The majority of billing practices such as improper ones highlighted by CMS which can be insufficient documentation, lack of medical necessity and incorrect medical coding. Healthcare facilities should be careful in protecting their organization from such kind of incorrect practices.
COMPLIANCE PROGRAMS:
Hospitals can implement compliance programs that can keep the abusive practices at bay. Below are a few tips that providers may consider to avoid any kind of disasters.
Developing a standard procedure in written format, the policies to promote the commitment from hospitals and can address a potential fraud.
A chief compliance officer and other staff may be helpful in monitoring and operating the compliance program and report to the hospital’s governing body.
Continuous training program to the staff such as to fill the knowledge gaps of the staff.
Process maintenance to receive any healthcare fraud reports and complaints.
Making a proper system to respond to healthcare fraud and take necessary disciplinary actions against the staff who may involve in malpractices.
System to audit and evaluate that can keep a track of compliance adherence which may in turn reduce issues.
It is a good practice to follow compliance program to maintain certain standards like appropriate coding policies and procedures, non-retribution policies, internal and external compliance audit standards and procedures, record retention policy, co-payment and deductible waiver policies, and code of conduct.
CLINICAL DOCUMENTATION:
It is essential to have accurate clinical documentation and medical billing and coding for physicians to facilitate proper reimbursement for the services they provide. A recent survey shows that most hospitals are focusing on clinical documentation as well as implementing improving technologies and also achieved successful results.

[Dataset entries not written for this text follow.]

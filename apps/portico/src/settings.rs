//! File-backed settings store with change notifications.
//!
//! The store records which native app configs are enabled per browser in a
//! TOML file. Everything that supervises servers subscribes to the change
//! channel; in-process mutations notify immediately and a background poll
//! task picks up external edits to the file. The channel is a `watch`, so
//! notifications coalesce and a slow subscriber never blocks a writer.

use std::collections::BTreeMap;
use std::fs;
use std::path::PathBuf;
use std::sync::Arc;
use std::time::{Duration, SystemTime};

use parking_lot::Mutex;
use serde::{Deserialize, Serialize};
use thiserror::Error;
use tokio::sync::watch;
use tokio::task::JoinHandle;
use tokio::time::MissedTickBehavior;
use tracing::{debug, warn};

use crate::browser::{user_config_dir, Browser};

pub const SETTINGS_FILE_NAME: &str = "settings.toml";

const POLL_INTERVAL: Duration = Duration::from_secs(1);

#[derive(Debug, Error)]
pub enum SettingsError {
    #[error("could not access settings file {path}: {source}")]
    Io {
        path: PathBuf,
        #[source]
        source: std::io::Error,
    },
    #[error("settings file {path} is malformed: {source}")]
    Parse {
        path: PathBuf,
        #[source]
        source: toml::de::Error,
    },
    #[error("could not encode settings: {0}")]
    Encode(#[from] toml::ser::Error),
}

#[derive(Debug, Clone, Default, PartialEq, Serialize, Deserialize)]
struct BrowserSettings {
    #[serde(default)]
    enabled: Vec<String>,
}

#[derive(Debug, Clone, Default, PartialEq, Serialize, Deserialize)]
struct SettingsData {
    #[serde(flatten)]
    browsers: BTreeMap<String, BrowserSettings>,
}

struct Inner {
    data: SettingsData,
    mtime: Option<SystemTime>,
    revision: u64,
}

pub struct SettingsStore {
    path: PathBuf,
    inner: Mutex<Inner>,
    change_tx: watch::Sender<u64>,
}

impl SettingsStore {
    pub fn open_default() -> Result<Arc<Self>, SettingsError> {
        Self::open(user_config_dir().join(SETTINGS_FILE_NAME))
    }

    /// Opens the store, creating an empty settings file (and its parent
    /// directory) on first use.
    pub fn open(path: PathBuf) -> Result<Arc<Self>, SettingsError> {
        if let Some(parent) = path.parent() {
            fs::create_dir_all(parent).map_err(|source| SettingsError::Io {
                path: parent.to_path_buf(),
                source,
            })?;
        }
        if !path.exists() {
            debug!(path = %path.display(), "creating settings file");
            write_atomic(&path, &SettingsData::default())?;
        }
        let data = read_data(&path)?;
        let mtime = modified_time(&path);
        let (change_tx, _) = watch::channel(0);
        Ok(Arc::new(Self {
            path,
            inner: Mutex::new(Inner {
                data,
                mtime,
                revision: 0,
            }),
            change_tx,
        }))
    }

    /// Change notifications; the value is a revision counter, only its
    /// movement matters.
    pub fn subscribe(&self) -> watch::Receiver<u64> {
        self.change_tx.subscribe()
    }

    pub fn enabled_configs(&self, browser: Browser) -> Vec<String> {
        let inner = self.inner.lock();
        inner
            .data
            .browsers
            .get(browser.short_name())
            .map(|settings| settings.enabled.clone())
            .unwrap_or_default()
    }

    pub fn is_enabled(&self, browser: Browser, config_name: &str) -> bool {
        let inner = self.inner.lock();
        inner
            .data
            .browsers
            .get(browser.short_name())
            .map(|settings| settings.enabled.iter().any(|name| name == config_name))
            .unwrap_or(false)
    }

    /// Flips one config entry and persists the file atomically. A request
    /// that matches the current state is a no-op and does not notify.
    pub fn set_config_enabled(
        &self,
        browser: Browser,
        config_name: &str,
        enable: bool,
    ) -> Result<(), SettingsError> {
        let revision = {
            let mut inner = self.inner.lock();
            let entry = inner
                .data
                .browsers
                .entry(browser.short_name().to_string())
                .or_default();
            let currently = entry.enabled.iter().any(|name| name == config_name);
            if currently == enable {
                return Ok(());
            }
            if enable {
                entry.enabled.push(config_name.to_string());
            } else {
                entry.enabled.retain(|name| name != config_name);
            }
            write_atomic(&self.path, &inner.data)?;
            inner.mtime = modified_time(&self.path);
            inner.revision += 1;
            inner.revision
        };
        let _ = self.change_tx.send(revision);
        Ok(())
    }

    /// Watches the settings file for edits made by other processes.
    pub fn spawn_watch_task(self: &Arc<Self>) -> JoinHandle<()> {
        let store = Arc::clone(self);
        tokio::spawn(async move {
            let mut ticker = tokio::time::interval(POLL_INTERVAL);
            ticker.set_missed_tick_behavior(MissedTickBehavior::Delay);
            loop {
                ticker.tick().await;
                store.poll_file();
            }
        })
    }

    fn poll_file(&self) {
        let mtime = modified_time(&self.path);
        let revision = {
            let mut inner = self.inner.lock();
            if mtime == inner.mtime {
                return;
            }
            inner.mtime = mtime;
            match read_data(&self.path) {
                Ok(data) => {
                    inner.data = data;
                    inner.revision += 1;
                    inner.revision
                }
                Err(err) => {
                    warn!(error = %err, "ignoring unreadable settings file edit");
                    return;
                }
            }
        };
        debug!("settings file changed, notifying subscribers");
        let _ = self.change_tx.send(revision);
    }
}

fn modified_time(path: &PathBuf) -> Option<SystemTime> {
    fs::metadata(path).and_then(|meta| meta.modified()).ok()
}

fn read_data(path: &PathBuf) -> Result<SettingsData, SettingsError> {
    let text = fs::read_to_string(path).map_err(|source| SettingsError::Io {
        path: path.clone(),
        source,
    })?;
    toml::from_str(&text).map_err(|source| SettingsError::Parse {
        path: path.clone(),
        source,
    })
}

fn write_atomic(path: &PathBuf, data: &SettingsData) -> Result<(), SettingsError> {
    let text = toml::to_string_pretty(data)?;
    let staged = path.with_extension("toml.new");
    fs::write(&staged, text).map_err(|source| SettingsError::Io {
        path: staged.clone(),
        source,
    })?;
    fs::rename(&staged, path).map_err(|source| SettingsError::Io {
        path: path.clone(),
        source,
    })
}

#[cfg(test)]
mod tests {
    use super::*;

    fn temp_store() -> (tempfile::TempDir, Arc<SettingsStore>) {
        let dir = tempfile::tempdir().unwrap();
        let store = SettingsStore::open(dir.path().join(SETTINGS_FILE_NAME)).unwrap();
        (dir, store)
    }

    #[test]
    fn toggles_round_trip_through_the_file() {
        let (dir, store) = temp_store();
        store
            .set_config_enabled(Browser::Firefox, "app.json", true)
            .unwrap();
        assert!(store.is_enabled(Browser::Firefox, "app.json"));
        assert!(!store.is_enabled(Browser::Chromium, "app.json"));

        // A fresh store over the same file sees the persisted state.
        let reopened = SettingsStore::open(dir.path().join(SETTINGS_FILE_NAME)).unwrap();
        assert_eq!(
            reopened.enabled_configs(Browser::Firefox),
            vec!["app.json".to_string()]
        );

        store
            .set_config_enabled(Browser::Firefox, "app.json", false)
            .unwrap();
        assert!(store.enabled_configs(Browser::Firefox).is_empty());
    }

    #[test]
    fn redundant_toggle_does_not_notify() {
        let (_dir, store) = temp_store();
        let rx = store.subscribe();
        store
            .set_config_enabled(Browser::Brave, "app.json", false)
            .unwrap();
        assert!(!rx.has_changed().unwrap());
        store
            .set_config_enabled(Browser::Brave, "app.json", true)
            .unwrap();
        assert!(rx.has_changed().unwrap());
    }

    #[test]
    fn external_edit_is_picked_up_by_polling() {
        let (dir, store) = temp_store();
        let rx = store.subscribe();
        let path = dir.path().join(SETTINGS_FILE_NAME);
        fs::write(&path, "[firefox]\nenabled = [\"other.json\"]\n").unwrap();
        // Force an mtime difference regardless of filesystem resolution.
        {
            let mut inner = store.inner.lock();
            inner.mtime = Some(SystemTime::UNIX_EPOCH);
        }
        store.poll_file();
        assert!(rx.has_changed().unwrap());
        assert!(store.is_enabled(Browser::Firefox, "other.json"));
    }
}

To improve the medical billing and coding process, the staff must be properly trained and also provide them up to date training as and when there is any new process or code released. The refresher trainings play a critical role, it will help in reducing any kind of errors.
MEDICARE FRAUD PREVENTION TIPS FOR PATIENTS:
According to CMS, patients can prevent Medicare fraud by following the below tips:
Protect your Medicare and Social numbers, just as how you safeguard your credentials of credit cards or any bank related material.
Avoid providing the Medicare card or number to anyone except to the doctor. Avoid accepting any free medical care.
Educating self about Medicare and knowing one’s rights to use them effectively and properly.
Make use of your calendar to note the doctor’s appointments, date of tests that you may undergo.
Be aware of the types of services and procedures that can or cannot be billed under your policy.
Ensure that you are provided correct medication from the pharmacy.
Double-check your Medicare claims and statements as and when you receive them.
It is always better to report if you come across any instances of fraud or even have a slightest suspicion of fraud.